* **Task objective**:
Please take the records that follow and repeat exactly the lines starting with the line with "-> Result<Json<Vec<Device>>, DevicesApiError>" and going on through the line with "filename apps/keywardd/src/config.rs".

• • •

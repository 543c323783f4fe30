//! Device listing and lookup handlers.

use axum::{
    extract::{Path, Query, State},
    Json,
};
use keyward_core::DeviceId;
use keyward_store::Device;
use uuid::Uuid;

use crate::auth::AuthContext;
use crate::error::DevicesApiError;
use crate::models::DeviceListQuery;
use crate::state::DevicesApiState;

/// GET /devices
///
/// Lists the devices visible in the caller's tenant partition, each with
/// its aggregated status and constituent authentication sets. Supports an
/// optional `status` filter plus `page`/`per_page` pagination.
pub async fn list_devices_handler(
    State(state): State<DevicesApiState>,
    ctx: AuthContext,
    Query(query): Query<DeviceListQuery>,
) -> Result<Json<Vec<Device>>, DevicesApiError> {
    let partition = state.authorize(&ctx)?;
    let filter = query.to_filter()?;
    Ok(Json(state.registry.list_devices(&partition, filter)))
}

/// GET /devices/{id}
///
/// Fetches a single device by id.
///
/// # Errors
///
/// - 404 Not Found: no such device in the caller's scope
pub async fn get_device_handler(
    State(state): State<DevicesApiState>,
    ctx: AuthContext,
    Path(id): Path<Uuid>,
) -> Result<Json<Device>, DevicesApiError> {
    let partition = state.authorize(&ctx)?;
    let device = state
        .registry
        .get_device(&partition, DeviceId::from_uuid(id))?;
    Ok(Json(device))
}
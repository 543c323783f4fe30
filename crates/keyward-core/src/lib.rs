//! Keyward Core Library
//!
//! Shared types for the Keyward device admission platform.
//!
//! # Modules
//!
//! - [`ids`] - Strongly typed identifiers (`TenantId`, `DeviceId`, `AuthSetId`)
//! - [`status`] - The authentication-set lifecycle (`AuthStatus`) and its
//!   transition rules
//! - [`error`] - Standardized error types (`KeywardError`)
//!
//! # Example
//!
//! ```
//! use keyward_core::{AuthSetId, AuthStatus, KeywardError, Result, TenantId};
//!
//! let tenant: TenantId = "acme".parse().unwrap();
//! let set_id = AuthSetId::new();
//!
//! fn example() -> Result<()> {
//!     Err(KeywardError::NotFound {
//!         resource: "AuthSet".to_string(),
//!         id: None,
//!     })
//! }
//! ```

pub mod error;
pub mod ids;
pub mod status;

// Re-export main types for convenient access
pub use error::{KeywardError, Result};
pub use ids::{AuthSetId, DeviceId, TenantId};
pub use status::{AuthStatus, StatusParseError, TransitionError};
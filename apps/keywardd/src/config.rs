//! Daemon configuration loading and types.

use serde::Deserialize;

use crate::error::{DaemonError, DaemonResult};

/// Root daemon configuration.
#[derive(Debug, Clone, Deserialize)]
pub struct DaemonConfig {
    #[serde(default)]
    pub server: ServerConfig,
}

/// HTTP server configuration.
#[derive(Debug, Clone, Deserialize)]
pub struct ServerConfig {
    #[serde(default = "default_host")]
    pub host: String,
    #[serde(default = "default_port")]
    pub port: u16,
}

fn default_host() -> String {
    "0.0.0.0".to_string()
}

fn default_port() -> u16 {
    8080
}

impl Default for ServerConfig {
    fn default() -> Self {
        Self {
            host: default_host(),
            port: default_port(),
        }
    }
}

impl Default for DaemonConfig {
    fn default() -> Self {
        Self {
            server: ServerConfig::default(),
        }
    }
}

impl DaemonConfig {
    /// Loads the configuration from `KEYWARD_*` environment variables,
    /// falling back to the defaults for anything unset.
    pub fn from_env() -> DaemonResult<Self> {
        let mut config = Self::default();

        if let Ok(host) = std::env::var("KEYWARD_HTTP_HOST") {
            if !host.trim().is_empty() {
                config.server.host = host;
            }
        }
        if let Ok(port) = std::env::var("KEYWARD_HTTP_PORT") {
            config.server.port = port
                .parse()
                .map_err(|_| DaemonError::Config(format!("invalid KEYWARD_HTTP_PORT: {port}")))?;
        }

        Ok(config)
    }

    /// The socket address to bind.
    #[must_use]
    pub fn bind_addr(&self) -> String {
        format!("{}:{}", self.server.host, self.server.port)
    }
}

• • •

* **Written answer**:
) -> Result<Json<Vec<Device>>, DevicesApiError> {
    let partition = state.authorize(&ctx)?;
    let filter = query.to_filter()?;
    Ok(Json(state.registry.list_devices(&partition, filter)))
}

/// GET /devices/{id}
///
/// Fetches a single device by id.
///
/// # Errors
///
/// - 404 Not Found: no such device in the caller's scope
pub async fn get_device_handler(
    State(state): State<DevicesApiState>,
    ctx: AuthContext,
    Path(id): Path<Uuid>,
) -> Result<Json<Device>, DevicesApiError> {
    let partition = state.authorize(&ctx)?;
    let device = state
        .registry
        .get_device(&partition, DeviceId::from_uuid(id))?;
    Ok(Json(device))
}
repository 543c323783f4fe30
filename crates/keyward-core/src/lib.rs
//! Keyward Core Library
//!
//! Shared types for the Keyward device admission platform.
//!
//! # Modules
//!
//! - [`ids`] - Strongly typed identifiers (`TenantId`, `DeviceId`, `AuthSetId`)
//! - [`status`] - The authentication-set lifecycle (`AuthStatus`) and its
//!   transition rules
//! - [`error`] - Standardized error types (`KeywardError`)
//!
//! # Example
//!
//! ```
//! use keyward_core::{AuthSetId, AuthStatus, KeywardError, Result, TenantId};
//!
//! let tenant: TenantId = "acme".parse().unwrap();
//! let set_id = AuthSetId::new();
//!
//! fn example() -> Result<()> {
//!     Err(KeywardError::NotFound {
//!         resource: "AuthSet".to_string(),
//!         id: None,
//!     })
//! }
//! ```

pub mod error;
pub mod ids;
pub mod status;

// Re-export main types for convenient access
pub use error::{KeywardError, Result};
pub use ids::{AuthSetId, DeviceId, TenantId};
pub use status::{AuthStatus, StatusParseError, TransitionError};
filename apps/keywardd/src/config.rs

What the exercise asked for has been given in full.